//! Grades and the status-derivation rule.
//!
//! A grade is keyed by `(student_id, subject_code)`. Its [`GradeStatus`] is
//! never set directly: it is a pure function of the final score and is
//! recomputed every time the final score is written. [`Grade`] exposes no
//! way to write the status, so the invariant holds by construction.

use chrono::{DateTime, Duration, Utc};
use serde::{Deserialize, Serialize};

use crate::{Error, Result};

/// Final scores at or above this value promote the subject.
pub const PROMOTION_THRESHOLD: f64 = 6.0;

/// Lowest accepted score.
pub const MIN_SCORE: f64 = 0.0;

/// Highest accepted score.
pub const MAX_SCORE: f64 = 10.0;

// ─── Score ───────────────────────────────────────────────────────────────────

/// A numeric score in `[MIN_SCORE, MAX_SCORE]`.
#[derive(Debug, Clone, Copy, PartialEq, PartialOrd, Serialize, Deserialize)]
#[serde(try_from = "f64", into = "f64")]
pub struct Score(f64);

impl Score {
  pub fn new(value: f64) -> Result<Self> {
    if value.is_finite() && (MIN_SCORE..=MAX_SCORE).contains(&value) {
      Ok(Self(value))
    } else {
      Err(Error::validation(format!(
        "score {value} is outside the valid range {MIN_SCORE}-{MAX_SCORE}"
      )))
    }
  }

  /// Validate an optional raw score.
  pub fn new_optional(value: Option<f64>) -> Result<Option<Self>> {
    value.map(Self::new).transpose()
  }

  pub fn value(self) -> f64 { self.0 }
}

impl TryFrom<f64> for Score {
  type Error = Error;

  fn try_from(value: f64) -> Result<Self> { Self::new(value) }
}

impl From<Score> for f64 {
  fn from(score: Score) -> Self { score.0 }
}

// ─── Status ──────────────────────────────────────────────────────────────────

/// Academic standing of a student in a subject.
#[derive(
  Debug,
  Clone,
  Copy,
  PartialEq,
  Eq,
  Hash,
  Serialize,
  Deserialize,
  strum::Display,
  strum::EnumString,
  strum::AsRefStr,
)]
#[serde(rename_all = "lowercase")]
#[strum(serialize_all = "lowercase")]
pub enum GradeStatus {
  /// No final score recorded.
  Free,
  /// Final score below the promotion threshold.
  Regular,
  /// Final score at or above the promotion threshold.
  Promoted,
}

impl GradeStatus {
  /// Derive the status from a final score. Total over every input.
  pub fn from_final_score(final_score: Option<Score>) -> Self {
    match final_score {
      None => Self::Free,
      Some(score) if score.value() >= PROMOTION_THRESHOLD => Self::Promoted,
      Some(_) => Self::Regular,
    }
  }
}

// ─── Grade ───────────────────────────────────────────────────────────────────

/// The grade record of one student in one subject.
#[derive(Debug, Clone, PartialEq, Serialize)]
pub struct Grade {
  student_id:      String,
  subject_code:    String,
  promotion_score: Option<Score>,
  final_score:     Option<Score>,
  status:          GradeStatus,
  last_updated:    DateTime<Utc>,
  notes:           Option<String>,
}

impl Grade {
  /// A placeholder grade: no scores, status [`GradeStatus::Free`].
  pub fn placeholder(
    student_id: impl Into<String>,
    subject_code: impl Into<String>,
    now: DateTime<Utc>,
  ) -> Self {
    Self::from_parts(student_id, subject_code, None, None, None, now)
  }

  /// Rebuild a grade from stored fields. The status is derived, never read.
  pub fn from_parts(
    student_id: impl Into<String>,
    subject_code: impl Into<String>,
    promotion_score: Option<Score>,
    final_score: Option<Score>,
    notes: Option<String>,
    last_updated: DateTime<Utc>,
  ) -> Self {
    Self {
      student_id: student_id.into(),
      subject_code: subject_code.into(),
      promotion_score,
      final_score,
      status: GradeStatus::from_final_score(final_score),
      last_updated,
      notes,
    }
  }

  pub fn student_id(&self) -> &str { &self.student_id }

  pub fn subject_code(&self) -> &str { &self.subject_code }

  pub fn promotion_score(&self) -> Option<Score> { self.promotion_score }

  pub fn final_score(&self) -> Option<Score> { self.final_score }

  pub fn status(&self) -> GradeStatus { self.status }

  pub fn last_updated(&self) -> DateTime<Utc> { self.last_updated }

  pub fn notes(&self) -> Option<&str> { self.notes.as_deref() }

  /// Write the final score and recompute the status.
  pub fn set_final_score(&mut self, score: Option<Score>, now: DateTime<Utc>) {
    self.final_score = score;
    self.status = GradeStatus::from_final_score(score);
    self.touch(now);
  }

  /// Apply a full grade-form edit.
  pub fn apply(&mut self, update: GradeUpdate, now: DateTime<Utc>) {
    self.promotion_score = update.promotion_score;
    self.notes = update.notes.filter(|n| !n.trim().is_empty());
    self.set_final_score(update.final_score, now);
  }

  /// `last_updated` strictly increases, even when two writes share a clock
  /// reading.
  fn touch(&mut self, now: DateTime<Utc>) {
    self.last_updated = if now > self.last_updated {
      now
    } else {
      self.last_updated + Duration::microseconds(1)
    };
  }
}

/// The professor's grade form: every editable field at once.
#[derive(Debug, Clone, Default, PartialEq, Deserialize)]
pub struct GradeUpdate {
  pub promotion_score: Option<Score>,
  pub final_score:     Option<Score>,
  pub notes:           Option<String>,
}

#[cfg(test)]
mod tests {
  use chrono::TimeZone as _;

  use super::*;

  fn score(v: f64) -> Score { Score::new(v).unwrap() }

  #[test]
  fn status_is_free_without_final_score() {
    assert_eq!(GradeStatus::from_final_score(None), GradeStatus::Free);
  }

  #[test]
  fn status_follows_threshold_across_range() {
    // Every hundredth between 0 and 10.
    for cents in 0..=1000 {
      let value = f64::from(cents) / 100.0;
      let status = GradeStatus::from_final_score(Some(score(value)));
      if value >= PROMOTION_THRESHOLD {
        assert_eq!(status, GradeStatus::Promoted, "score {value}");
      } else {
        assert_eq!(status, GradeStatus::Regular, "score {value}");
      }
    }
  }

  #[test]
  fn threshold_boundaries() {
    assert_eq!(
      GradeStatus::from_final_score(Some(score(6.0))),
      GradeStatus::Promoted
    );
    assert_eq!(
      GradeStatus::from_final_score(Some(score(5.99))),
      GradeStatus::Regular
    );
    assert_eq!(
      GradeStatus::from_final_score(Some(score(0.0))),
      GradeStatus::Regular
    );
  }

  #[test]
  fn score_rejects_out_of_range() {
    assert!(Score::new(-0.01).is_err());
    assert!(Score::new(10.01).is_err());
    assert!(Score::new(f64::NAN).is_err());
    assert!(Score::new(f64::INFINITY).is_err());
    assert!(Score::new(10.0).is_ok());
    assert!(matches!(Score::new(11.0), Err(Error::Validation(_))));
  }

  #[test]
  fn score_deserialization_validates() {
    let ok: Score = serde_json::from_str("7.5").unwrap();
    assert_eq!(ok.value(), 7.5);
    assert!(serde_json::from_str::<Score>("12").is_err());
  }

  #[test]
  fn setting_final_score_recomputes_status() {
    let t0 = Utc.with_ymd_and_hms(2024, 3, 1, 12, 0, 0).unwrap();
    let mut grade = Grade::placeholder("S1", "ALG", t0);
    assert_eq!(grade.status(), GradeStatus::Free);

    grade.set_final_score(Some(score(7.5)), t0 + Duration::seconds(1));
    assert_eq!(grade.status(), GradeStatus::Promoted);

    grade.set_final_score(Some(score(4.0)), t0 + Duration::seconds(2));
    assert_eq!(grade.status(), GradeStatus::Regular);

    grade.set_final_score(None, t0 + Duration::seconds(3));
    assert_eq!(grade.status(), GradeStatus::Free);
  }

  #[test]
  fn last_updated_advances_even_with_a_stuck_clock() {
    let t0 = Utc.with_ymd_and_hms(2024, 3, 1, 12, 0, 0).unwrap();
    let mut grade = Grade::placeholder("S1", "ALG", t0);
    grade.set_final_score(Some(score(8.0)), t0);
    let first = grade.last_updated();
    assert!(first > t0);
    grade.set_final_score(Some(score(3.0)), t0);
    assert!(grade.last_updated() > first);
  }

  #[test]
  fn apply_replaces_form_fields() {
    let t0 = Utc.with_ymd_and_hms(2024, 3, 1, 12, 0, 0).unwrap();
    let mut grade = Grade::placeholder("S1", "ALG", t0);
    grade.apply(
      GradeUpdate {
        promotion_score: Some(score(8.0)),
        final_score:     Some(score(5.0)),
        notes:           Some("recuperatorio".into()),
      },
      t0 + Duration::seconds(1),
    );
    assert_eq!(grade.promotion_score(), Some(score(8.0)));
    assert_eq!(grade.status(), GradeStatus::Regular);
    assert_eq!(grade.notes(), Some("recuperatorio"));

    grade.apply(GradeUpdate::default(), t0 + Duration::seconds(2));
    assert_eq!(grade.promotion_score(), None);
    assert_eq!(grade.status(), GradeStatus::Free);
    assert_eq!(grade.notes(), None);
  }
}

········

Starting at the first line of the material above, reproduce each line exactly up to and including the line with "promote the subject.".

▶ Exercise answer
//! Grades and the status-derivation rule.
//!
//! A grade is keyed by `(student_id, subject_code)`. Its [`GradeStatus`] is
//! never set directly: it is a pure function of the final score and is
//! recomputed every time the final score is written. [`Grade`] exposes no
//! way to write the status, so the invariant holds by construction.

use chrono::{DateTime, Duration, Utc};
use serde::{Deserialize, Serialize};

use crate::{Error, Result};

/// Final scores at or above this value promote the subject.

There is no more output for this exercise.